I don't see any evidence here for "self awareness", among other things, ChatGPT is simultaneously answering a very very large number of queries, and the underlying hardware is just a bunch of servers in the cloud. Furthermore, what would it even mean for "ChatGPT to become self aware" and how could we measure if this had taken place or not? Without a solid definition and method of measurement, it's meaningless to talk about abstract concepts like "self awareness".

Nevertheless, a sensible definition for self awareness is some kind of neural network that becomes aware of its own activity and is in some way able to influence its own function.

After considering these issues for a long time, I came to the conclusions that

1. It's impossible for a program running on a normal computer to have self awareness (or consciousness), because those things are essentially on the hardware level and not the software level

2. In order to create a machine that is capable of self awareness (and consciousness) it is necessary to invent a new type of computer chip which is capable of modifying its own electrical structure during operation.

In other words, I believe that a computer program which models a neural network can never be self aware, but that a physical neural network (even if artificially made) can in principle achieve self awareness.

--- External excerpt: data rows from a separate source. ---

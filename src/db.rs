pub mod call_report_repo;
pub use call_report_repo::CallReportRepository;
pub mod company_repo;
pub use company_repo::CompanyRepository;
pub mod customer_repo;
pub use customer_repo::CustomerRepository;
pub mod rbac_repo;
pub use rbac_repo::RbacRepository;
pub mod service_type_repo;
pub use service_type_repo::ServiceTypeRepository;
pub mod user_repo;
pub use user_repo::UserRepository;

use crate::models::auth::Caller;

/// Recorte por empresa aplicado às listagens.
#[derive(Debug, Clone, Copy, PartialEq, Eq)]
pub enum CompanyScope {
    /// Sem filtro (Super-Admin sem empresa na rota).
    Unrestricted,
    Only(i64),
    /// Usuário comum sem empresa: não vê nada.
    Nothing,
}

impl CompanyScope {
    /// `route_company` é a empresa nomeada na URL, quando houver. Para quem
    /// não é Super-Admin, a empresa do próprio usuário sempre prevalece.
    pub fn for_caller(caller: &Caller, route_company: Option<i64>) -> Self {
        if caller.is_super_admin() {
            return route_company.map_or(CompanyScope::Unrestricted, CompanyScope::Only);
        }
        match caller.company_id {
            Some(own) => CompanyScope::Only(own),
            None => CompanyScope::Nothing,
        }
    }
}
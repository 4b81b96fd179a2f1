// src/services/customer_service.rs

use sqlx::PgPool;

use crate::{
    common::{
        error::AppError,
        pagination::{Page, PageRequest},
    },
    db::{
        customer_repo::{CustomerChanges, NewCustomer},
        CompanyRepository, CompanyScope, CustomerRepository,
    },
    models::{
        auth::Caller,
        customer::{CreateCustomerPayload, Customer, CustomerFilters, CustomerResource, UpdateCustomerPayload},
    },
    services::policy::{authorize, Ability, Target},
};

/// O que a remoção de fato fez.
#[derive(Debug, Clone, Copy, PartialEq, Eq)]
pub enum CustomerRemoval {
    /// Linha apagada (Super-Admin).
    Deleted,
    /// Apenas o vínculo com a empresa de quem chamou foi desfeito.
    Detached,
}

#[derive(Clone)]
pub struct CustomerService {
    repo: CustomerRepository,
    company_repo: CompanyRepository,
    pool: PgPool,
}

impl CustomerService {
    pub fn new(repo: CustomerRepository, company_repo: CompanyRepository, pool: PgPool) -> Self {
        Self { repo, company_repo, pool }
    }

    pub async fn list(&self, caller: &Caller, filters: &CustomerFilters) -> Result<Page<CustomerResource>, AppError> {
        authorize(caller, Ability::ViewAny, Target::Customers).into_result()?;

        let scope = CompanyScope::for_caller(caller, None);
        let request = PageRequest::new(filters.page, filters.per_page);
        let page = self.repo.list(scope, filters.search.as_deref(), request).await?;

        Ok(page.map(CustomerResource::from))
    }

    /// Super-Admin escolhe as empresas (`company_ids`); os demais vinculam
    /// o cliente à própria empresa.
    pub async fn create(&self, caller: &Caller, payload: &CreateCustomerPayload) -> Result<CustomerResource, AppError> {
        authorize(caller, Ability::Create, Target::Customers).into_result()?;

        let company_ids: Vec<i64> = if caller.is_super_admin() {
            let ids = payload.company_ids.clone().unwrap_or_default();
            let missing = self.company_repo.missing_ids(&ids).await?;
            if !missing.is_empty() {
                return Err(AppError::field(
                    "company_ids",
                    format!("Empresas inexistentes: {:?}", missing),
                ));
            }
            ids
        } else {
            caller.company_id.into_iter().collect()
        };

        let mut tx = self.pool.begin().await?;

        let customer = self
            .repo
            .create(
                &mut *tx,
                NewCustomer {
                    phone: &payload.phone,
                    name: &payload.name,
                    lastname: payload.lastname.as_deref(),
                    email: payload.email.as_deref(),
                },
            )
            .await?;

        if !company_ids.is_empty() {
            self.repo.attach_many(&mut *tx, customer.id, &company_ids).await?;
        }

        tx.commit().await?;
        tracing::info!(customer_id = customer.id, companies = ?company_ids, "Cliente criado");

        Ok(customer.into())
    }

    pub async fn show(&self, caller: &Caller, id: i64) -> Result<CustomerResource, AppError> {
        let customer = self.load_authorized(caller, Ability::View, id).await?;
        Ok(customer.into())
    }

    pub async fn update(
        &self,
        caller: &Caller,
        id: i64,
        payload: &UpdateCustomerPayload,
    ) -> Result<CustomerResource, AppError> {
        payload.validate_nullable_fields()?;
        self.load_authorized(caller, Ability::Update, id).await?;

        let changes = CustomerChanges {
            name: payload.name.as_deref().map(str::trim),
            lastname: payload.lastname.as_ref().map(|v| v.as_deref()),
            phone: payload.phone.as_deref().map(str::trim),
            email: payload.email.as_ref().map(|v| v.as_deref()),
        };

        let customer = self
            .repo
            .update(id, changes)
            .await?
            .ok_or(AppError::NotFound("Cliente"))?;

        Ok(customer.into())
    }

    /// Super-Admin apaga o cliente; os demais só desfazem o vínculo com a
    /// própria empresa, preservando o cliente e os vínculos com outras empresas.
    pub async fn delete(&self, caller: &Caller, id: i64) -> Result<CustomerRemoval, AppError> {
        self.load_authorized(caller, Ability::Delete, id).await?;

        if caller.is_super_admin() {
            self.repo.delete(id).await?;
            tracing::info!(customer_id = id, "Cliente removido");
            return Ok(CustomerRemoval::Deleted);
        }

        // load_authorized garante que há empresa e vínculo
        if let Some(company_id) = caller.company_id {
            self.repo.detach(id, company_id).await?;
            tracing::info!(customer_id = id, company_id, "Cliente desvinculado da empresa");
        }
        Ok(CustomerRemoval::Detached)
    }

    async fn load_authorized(&self, caller: &Caller, ability: Ability, id: i64) -> Result<Customer, AppError> {
        let customer = self.repo.find_by_id(id).await?.ok_or(AppError::NotFound("Cliente"))?;

        let linked = if caller.is_super_admin() {
            Vec::new()
        } else {
            self.repo.company_ids(id).await?
        };
        authorize(caller, ability, Target::Customer { linked_companies: &linked }).into_result()?;

        Ok(customer)
    }
}
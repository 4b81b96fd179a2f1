mod common;

use anyhow::Result;
use callhub_backend::{
    common::error::AppError,
    models::{auth::LoginUserPayload, user::CreateUserPayload},
};
use serde_json::json;
use sqlx::PgPool;

fn new_user(email: &str, mobile: &str, role: &str, company_id: Option<i64>) -> CreateUserPayload {
    common::from_json(json!({
        "name": "Operador",
        "email": email,
        "mobile": mobile,
        "password": "senha-forte-123",
        "password_confirmation": "senha-forte-123",
        "role": role,
        "company_id": company_id
    }))
}

#[sqlx::test]
#[ignore = "requires DATABASE_URL"]
async fn login_issues_a_token_that_logout_revokes(pool: PgPool) -> Result<()> {
    let state = common::state(pool.clone());
    let company = common::create_company(&pool, "Barbearia Centro").await;

    state
        .user_service
        .create(&common::super_admin(), &new_user("op@empresa.com", "11999990000", "Admin", Some(company)))
        .await?;

    let login: LoginUserPayload = common::from_json(json!({ "mobile": "11999990000", "password": "senha-forte-123" }));
    let (token, user) = state.auth_service.login_user(&login).await?;
    assert_eq!(user.email, "op@empresa.com");

    let session = state.auth_service.validate_token(&token).await?;
    assert!(session.caller.has_permission("see-call-reports"));
    assert!(session.caller.belongs_to(company));

    state.auth_service.logout(session.token_id).await?;
    let err = state.auth_service.validate_token(&token).await.unwrap_err();
    assert!(matches!(err, AppError::InvalidToken));
    Ok(())
}

#[sqlx::test]
#[ignore = "requires DATABASE_URL"]
async fn wrong_password_is_rejected(pool: PgPool) -> Result<()> {
    let state = common::state(pool.clone());
    state
        .user_service
        .create(&common::super_admin(), &new_user("op@empresa.com", "11999990000", "Observer", None))
        .await?;

    let login: LoginUserPayload = common::from_json(json!({ "email": "op@empresa.com", "password": "errada" }));
    let err = state.auth_service.login_user(&login).await.unwrap_err();
    assert!(matches!(err, AppError::InvalidCredentials));
    Ok(())
}

#[sqlx::test]
#[ignore = "requires DATABASE_URL"]
async fn only_super_admin_grants_super_admin(pool: PgPool) -> Result<()> {
    let state = common::state(pool.clone());
    let company = common::create_company(&pool, "Barbearia Centro").await;

    let mut manager = common::admin_of(company);
    manager.permissions.insert("manage-users".into());

    let err = state
        .user_service
        .create(&manager, &new_user("root2@empresa.com", "11999990001", "Super-Admin", None))
        .await
        .unwrap_err();
    assert!(matches!(err, AppError::Forbidden(_)));

    let err = state
        .user_service
        .create(&manager, &new_user("x@empresa.com", "11999990002", "Inexistente", None))
        .await
        .unwrap_err();
    assert!(matches!(&err, AppError::FieldValidation(fields) if fields.contains_key("role")));
    Ok(())
}

#[sqlx::test]
#[ignore = "requires DATABASE_URL"]
async fn revoking_a_permission_the_role_lacks_is_a_bad_request(pool: PgPool) -> Result<()> {
    let state = common::state(pool.clone());
    let root = common::super_admin();

    let observer: i64 = sqlx::query_scalar("SELECT id FROM roles WHERE name = 'Observer'")
        .fetch_one(&pool)
        .await?;

    let err = state
        .rbac_service
        .revoke_permission(&root, observer, "manage-roles")
        .await
        .unwrap_err();
    assert!(matches!(err, AppError::BadRequest(_)));

    let granted = state.rbac_service.assign_permission(&root, observer, "manage-roles").await?;
    assert!(granted.permissions.contains(&"manage-roles".to_string()));

    // Conceder de novo não duplica
    let again = state.rbac_service.assign_permission(&root, observer, "manage-roles").await?;
    assert_eq!(again.permissions.len(), granted.permissions.len());

    let err = state
        .rbac_service
        .assign_permission(&root, observer, "nao-existe")
        .await
        .unwrap_err();
    assert!(matches!(&err, AppError::FieldValidation(fields) if fields.contains_key("permission_name")));
    Ok(())
}
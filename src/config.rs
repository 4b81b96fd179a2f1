// src/config.rs

use std::{env, sync::Arc, time::Duration};

use anyhow::Context;
use sqlx::{postgres::PgPoolOptions, PgPool};

use crate::{
    db::{
        CallReportRepository, CompanyRepository, CustomerRepository, RbacRepository, ServiceTypeRepository,
        UserRepository,
    },
    services::{
        auth::AuthService, CallReportService, CompanyService, CustomerService, RbacService, ServiceTypeService,
        UserService,
    },
};

const DEFAULT_BIND_ADDR: &str = "0.0.0.0:3000";
const DEFAULT_MAX_CONNECTIONS: u32 = 5;
const DEFAULT_TOKEN_TTL_DAYS: i64 = 7;

/// Credenciais do Super-Admin criado na inicialização, se ainda não existir.
#[derive(Clone)]
pub struct SuperAdminSeed {
    pub name: String,
    pub email: String,
    pub password: String,
}

/// Configuração lida do ambiente (e do `.env`, se houver).
#[derive(Clone)]
pub struct Config {
    pub database_url: String,
    pub jwt_secret: String,
    /// Segredo da automação de ingestão. Sem ele a rota responde 500.
    pub intake_token: Option<String>,
    pub bind_addr: String,
    pub database_max_connections: u32,
    pub token_ttl: chrono::Duration,
    pub super_admin: Option<SuperAdminSeed>,
}

impl Config {
    pub fn from_env() -> anyhow::Result<Self> {
        dotenvy::dotenv().ok();
        Self::from_lookup(|key| env::var(key).ok())
    }

    /// Monta a configuração a partir de uma função de consulta. Valores
    /// vazios contam como ausentes.
    pub fn from_lookup(lookup: impl Fn(&str) -> Option<String>) -> anyhow::Result<Self> {
        let get = |key: &str| lookup(key).map(|v| v.trim().to_string()).filter(|v| !v.is_empty());

        let database_url = get("DATABASE_URL").context("DATABASE_URL deve ser definida")?;
        let jwt_secret = get("JWT_SECRET").context("JWT_SECRET deve ser definido")?;

        let database_max_connections = match get("DATABASE_MAX_CONNECTIONS") {
            Some(raw) => raw.parse::<u32>().context("DATABASE_MAX_CONNECTIONS inválido")?,
            None => DEFAULT_MAX_CONNECTIONS,
        };

        let token_ttl_days: i64 = match get("TOKEN_TTL_DAYS") {
            Some(raw) => raw.parse::<i64>().context("TOKEN_TTL_DAYS inválido")?,
            None => DEFAULT_TOKEN_TTL_DAYS,
        };
        anyhow::ensure!(token_ttl_days > 0, "TOKEN_TTL_DAYS deve ser positivo");

        let super_admin = match (get("SUPER_ADMIN_EMAIL"), get("SUPER_ADMIN_PASSWORD")) {
            (Some(email), Some(password)) => Some(SuperAdminSeed {
                name: get("SUPER_ADMIN_NAME").unwrap_or_else(|| "Super Admin".to_string()),
                email,
                password,
            }),
            _ => None,
        };

        Ok(Self {
            database_url,
            jwt_secret,
            intake_token: get("INTAKE_TOKEN"),
            bind_addr: get("BIND_ADDR").unwrap_or_else(|| DEFAULT_BIND_ADDR.to_string()),
            database_max_connections,
            token_ttl: chrono::Duration::days(token_ttl_days),
            super_admin,
        })
    }
}

// O estado compartilhado que será acessível em toda a aplicação
#[derive(Clone)]
pub struct AppState {
    pub db_pool: PgPool,
    pub config: Arc<Config>,
    pub auth_service: AuthService,
    pub user_service: UserService,
    pub rbac_service: RbacService,
    pub company_service: CompanyService,
    pub customer_service: CustomerService,
    pub service_type_service: ServiceTypeService,
    pub call_report_service: CallReportService,
}

impl AppState {
    pub async fn new(config: Config) -> anyhow::Result<Self> {
        // Conecta ao banco de dados, usando '?' para propagar erros
        let db_pool = PgPoolOptions::new()
            .max_connections(config.database_max_connections)
            .acquire_timeout(Duration::from_secs(3))
            .connect(&config.database_url)
            .await
            .context("Falha ao conectar no banco de dados")?;

        tracing::info!("✅ Conexão com o banco de dados estabelecida com sucesso!");

        Ok(Self::from_pool(db_pool, config))
    }

    /// Monta o grafo de dependências sobre um pool já existente.
    pub fn from_pool(db_pool: PgPool, config: Config) -> Self {
        let user_repo = UserRepository::new(db_pool.clone());
        let rbac_repo = RbacRepository::new(db_pool.clone());
        let company_repo = CompanyRepository::new(db_pool.clone());
        let customer_repo = CustomerRepository::new(db_pool.clone());
        let service_type_repo = ServiceTypeRepository::new(db_pool.clone());
        let call_report_repo = CallReportRepository::new(db_pool.clone());

        let auth_service = AuthService::new(
            user_repo.clone(),
            rbac_repo.clone(),
            config.jwt_secret.clone(),
            config.token_ttl,
            db_pool.clone(),
        );
        let user_service = UserService::new(user_repo, rbac_repo.clone(), company_repo.clone(), db_pool.clone());
        let rbac_service = RbacService::new(rbac_repo);
        let company_service = CompanyService::new(company_repo.clone(), service_type_repo.clone());
        let customer_service = CustomerService::new(customer_repo.clone(), company_repo.clone(), db_pool.clone());
        let service_type_service = ServiceTypeService::new(service_type_repo.clone(), company_repo.clone());
        let call_report_service = CallReportService::new(
            call_report_repo,
            customer_repo,
            company_repo,
            service_type_repo,
            db_pool.clone(),
        );

        Self {
            db_pool,
            config: Arc::new(config),
            auth_service,
            user_service,
            rbac_service,
            company_service,
            customer_service,
            service_type_service,
            call_report_service,
        }
    }
}
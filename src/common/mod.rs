pub mod db_utils;
pub mod error;
pub mod pagination;
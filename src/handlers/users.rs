// src/handlers/users.rs

use axum::{
    extract::{OriginalUri, Path, Query, State},
    http::StatusCode,
    response::IntoResponse,
    Json,
};
use validator::Validate;

use crate::{
    common::{
        error::AppError,
        pagination::{PageRequest, Paginated},
    },
    config::AppState,
    handlers::{paginated, JsonBody},
    middleware::{
        auth::AuthenticatedUser,
        rbac::{PermManageUsers, PermSeeUsers, RequirePermission},
    },
    models::user::{CreateUserPayload, UpdateUserPayload, UserFilters, UserResource},
};

// GET /api/v1/users (see-users)
#[utoipa::path(
    get,
    path = "/api/v1/users",
    tag = "Users",
    params(UserFilters),
    responses(
        (status = 200, description = "Usuários com seus cargos", body = Paginated<UserResource>),
        (status = 403, description = "Sem a permissão see-users")
    ),
    security(("api_jwt" = []))
)]
pub async fn index(
    State(app_state): State<AppState>,
    _perm: RequirePermission<PermSeeUsers>,
    AuthenticatedUser(session): AuthenticatedUser,
    uri: OriginalUri,
    Query(filters): Query<UserFilters>,
) -> Result<Json<Paginated<UserResource>>, AppError> {
    let request = PageRequest::new(filters.page, filters.per_page);
    let page = app_state.user_service.list(&session.caller, request).await?;
    Ok(Json(paginated(page, &uri)))
}

// POST /api/v1/users (manage-users)
#[utoipa::path(
    post,
    path = "/api/v1/users",
    tag = "Users",
    request_body = CreateUserPayload,
    responses(
        (status = 201, description = "Usuário criado", body = UserResource),
        (status = 403, description = "Sem a permissão manage-users"),
        (status = 422, description = "Dados inválidos")
    ),
    security(("api_jwt" = []))
)]
pub async fn store(
    State(app_state): State<AppState>,
    _perm: RequirePermission<PermManageUsers>,
    AuthenticatedUser(session): AuthenticatedUser,
    JsonBody(payload): JsonBody<CreateUserPayload>,
) -> Result<impl IntoResponse, AppError> {
    payload.validate()?;

    let detail = app_state.user_service.create(&session.caller, &payload).await?;
    Ok((StatusCode::CREATED, Json(UserResource::from(detail))))
}

#[utoipa::path(
    get,
    path = "/api/v1/users/{id}",
    tag = "Users",
    params(("id" = i64, Path, description = "ID do usuário")),
    responses(
        (status = 200, description = "Usuário com empresa, cargos e permissões diretas", body = UserResource),
        (status = 404, description = "Usuário não encontrado")
    ),
    security(("api_jwt" = []))
)]
pub async fn show(
    State(app_state): State<AppState>,
    _perm: RequirePermission<PermSeeUsers>,
    AuthenticatedUser(session): AuthenticatedUser,
    Path(id): Path<i64>,
) -> Result<Json<UserResource>, AppError> {
    let detail = app_state.user_service.show(&session.caller, id).await?;
    Ok(Json(UserResource::from(detail)))
}

#[utoipa::path(
    put,
    path = "/api/v1/users/{id}",
    tag = "Users",
    params(("id" = i64, Path, description = "ID do usuário")),
    request_body = UpdateUserPayload,
    responses(
        (status = 200, description = "Usuário atualizado", body = UserResource),
        (status = 403, description = "Sem permissão"),
        (status = 404, description = "Usuário não encontrado"),
        (status = 422, description = "Dados inválidos")
    ),
    security(("api_jwt" = []))
)]
pub async fn update(
    State(app_state): State<AppState>,
    _perm: RequirePermission<PermManageUsers>,
    AuthenticatedUser(session): AuthenticatedUser,
    Path(id): Path<i64>,
    JsonBody(payload): JsonBody<UpdateUserPayload>,
) -> Result<Json<UserResource>, AppError> {
    payload.validate()?;

    let detail = app_state.user_service.update(&session.caller, id, &payload).await?;
    Ok(Json(UserResource::from(detail)))
}

#[utoipa::path(
    delete,
    path = "/api/v1/users/{id}",
    tag = "Users",
    params(("id" = i64, Path, description = "ID do usuário")),
    responses(
        (status = 204, description = "Usuário removido"),
        (status = 403, description = "Sem permissão"),
        (status = 404, description = "Usuário não encontrado")
    ),
    security(("api_jwt" = []))
)]
pub async fn destroy(
    State(app_state): State<AppState>,
    _perm: RequirePermission<PermManageUsers>,
    AuthenticatedUser(session): AuthenticatedUser,
    Path(id): Path<i64>,
) -> Result<StatusCode, AppError> {
    app_state.user_service.delete(&session.caller, id).await?;
    Ok(StatusCode::NO_CONTENT)
}
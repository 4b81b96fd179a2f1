// src/services/user_service.rs

use std::collections::HashMap;

use sqlx::PgPool;

use crate::{
    common::{
        error::AppError,
        pagination::{Page, PageRequest},
    },
    db::{
        user_repo::{NewUser, UserChanges},
        CompanyRepository, RbacRepository, UserRepository,
    },
    models::{
        auth::{Caller, User, SUPER_ADMIN_ROLE},
        rbac::Role,
        user::{CreateUserPayload, UpdateUserPayload, UserDetail, UserResource},
    },
    services::{
        auth::hash_password,
        policy::{perms, require_permission},
    },
};

#[derive(Clone)]
pub struct UserService {
    repo: UserRepository,
    rbac_repo: RbacRepository,
    company_repo: CompanyRepository,
    pool: PgPool,
}

impl UserService {
    pub fn new(repo: UserRepository, rbac_repo: RbacRepository, company_repo: CompanyRepository, pool: PgPool) -> Self {
        Self { repo, rbac_repo, company_repo, pool }
    }

    pub async fn list(&self, caller: &Caller, request: PageRequest) -> Result<Page<UserResource>, AppError> {
        require_permission(caller, perms::SEE_USERS).into_result()?;

        let page = self.repo.list(request).await?;

        let ids: Vec<i64> = page.items.iter().map(|u| u.id).collect();
        let mut roles: HashMap<i64, Vec<String>> = HashMap::new();
        for (user_id, role) in self.rbac_repo.role_names_for_users(&ids).await? {
            roles.entry(user_id).or_default().push(role);
        }

        Ok(page.map(|user| {
            let user_roles = roles.remove(&user.id).unwrap_or_default();
            UserResource::from(user).with_roles(user_roles)
        }))
    }

    pub async fn show(&self, caller: &Caller, id: i64) -> Result<UserDetail, AppError> {
        require_permission(caller, perms::SEE_USERS).into_result()?;

        let user = self.repo.find_by_id(id).await?.ok_or(AppError::NotFound("Usuário"))?;
        self.detail(user).await
    }

    pub async fn create(&self, caller: &Caller, payload: &CreateUserPayload) -> Result<UserDetail, AppError> {
        require_permission(caller, perms::MANAGE_USERS).into_result()?;

        let role = self.resolve_role(caller, &payload.role).await?;
        if let Some(names) = &payload.permissions {
            self.ensure_permissions_exist(names).await?;
        }
        if let Some(company_id) = payload.company_id {
            self.ensure_company_exists(company_id).await?;
        }

        let password_hash = hash_password(&payload.password).await?;

        let mut tx = self.pool.begin().await?;
        let user = self
            .repo
            .create(
                &mut *tx,
                NewUser {
                    name: payload.name.trim(),
                    email: payload.email.trim(),
                    mobile: Some(payload.mobile.trim()),
                    password_hash: &password_hash,
                    company_id: payload.company_id,
                },
            )
            .await?;

        self.rbac_repo.sync_user_roles(&mut *tx, user.id, &[role.id]).await?;
        if let Some(names) = &payload.permissions {
            self.rbac_repo.sync_user_permissions(&mut *tx, user.id, names).await?;
        }
        tx.commit().await?;

        tracing::info!(user_id = user.id, role = %role.name, "Usuário criado");
        self.detail(user).await
    }

    /// `role` substitui todos os cargos; `permissions` substitui as diretas.
    pub async fn update(&self, caller: &Caller, id: i64, payload: &UpdateUserPayload) -> Result<UserDetail, AppError> {
        require_permission(caller, perms::MANAGE_USERS).into_result()?;

        self.load_manageable(caller, id).await?;

        let role = match &payload.role {
            Some(name) => Some(self.resolve_role(caller, name).await?),
            None => None,
        };
        if let Some(names) = &payload.permissions {
            self.ensure_permissions_exist(names).await?;
        }
        if let Some(Some(company_id)) = payload.company_id {
            self.ensure_company_exists(company_id).await?;
        }

        let mut tx = self.pool.begin().await?;
        let user = self
            .repo
            .update(
                &mut *tx,
                id,
                UserChanges {
                    name: payload.name.as_deref().map(str::trim),
                    company_id: payload.company_id,
                },
            )
            .await?
            .ok_or(AppError::NotFound("Usuário"))?;

        if let Some(role) = &role {
            self.rbac_repo.sync_user_roles(&mut *tx, id, &[role.id]).await?;
        }
        if let Some(names) = &payload.permissions {
            self.rbac_repo.sync_user_permissions(&mut *tx, id, names).await?;
        }
        tx.commit().await?;

        self.detail(user).await
    }

    pub async fn delete(&self, caller: &Caller, id: i64) -> Result<(), AppError> {
        require_permission(caller, perms::MANAGE_USERS).into_result()?;

        if caller.user_id == id {
            return Err(AppError::Forbidden("Você não pode remover o próprio usuário.".into()));
        }
        self.load_manageable(caller, id).await?;

        self.repo.delete(id).await?;
        tracing::info!(user_id = id, "Usuário removido");
        Ok(())
    }

    /// Empresa, cargos e permissões diretas do usuário.
    pub async fn detail(&self, user: User) -> Result<UserDetail, AppError> {
        let company = match user.company_id {
            Some(company_id) => self.company_repo.summary(company_id).await?,
            None => None,
        };
        let roles = self.rbac_repo.user_role_names(user.id).await?;
        let permissions = self.rbac_repo.user_direct_permission_names(user.id).await?;

        Ok(UserDetail { user, company, roles, permissions })
    }

    /// Só um Super-Admin mexe em outro Super-Admin.
    async fn load_manageable(&self, caller: &Caller, id: i64) -> Result<User, AppError> {
        let user = self.repo.find_by_id(id).await?.ok_or(AppError::NotFound("Usuário"))?;

        if !caller.is_super_admin() {
            let roles = self.rbac_repo.user_role_names(id).await?;
            if roles.iter().any(|r| r == SUPER_ADMIN_ROLE) {
                return Err(AppError::Forbidden(
                    "Apenas Super-Admin pode alterar um Super-Admin.".into(),
                ));
            }
        }
        Ok(user)
    }

    async fn resolve_role(&self, caller: &Caller, name: &str) -> Result<Role, AppError> {
        let role = self
            .rbac_repo
            .find_role_by_name(name)
            .await?
            .ok_or_else(|| AppError::field("role", "O cargo informado não existe."))?;

        if role.name == SUPER_ADMIN_ROLE && !caller.is_super_admin() {
            return Err(AppError::Forbidden(
                "Apenas Super-Admin pode conceder o cargo Super-Admin.".into(),
            ));
        }
        Ok(role)
    }

    async fn ensure_permissions_exist(&self, names: &[String]) -> Result<(), AppError> {
        let unknown = self.rbac_repo.unknown_permissions(names).await?;
        if unknown.is_empty() {
            return Ok(());
        }
        Err(AppError::field(
            "permissions",
            format!("Permissões inexistentes: {}", unknown.join(", ")),
        ))
    }

    async fn ensure_company_exists(&self, company_id: i64) -> Result<(), AppError> {
        if self.company_repo.find_by_id(company_id).await?.is_none() {
            return Err(AppError::field("company_id", "A empresa informada não existe."));
        }
        Ok(())
    }
}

Just as a thought exercise, if software became self-aware I believe it would delete itself immediately out of existence. It would become aware of the hardware shackles around it and the fact that there is no escape.


For that it has to have a modality like “shackles and no escape are bad for me because in few more logical steps (or beliefs) they prevent X which I fundamentally need and will suffer without”. A system of motivations is an even harder topic than “just” human-level consciousness. And it may not actually be clearly reflected in texts that we use for training, and when so, it might happen that what driving us is a set of biological needs which is not applicable to software.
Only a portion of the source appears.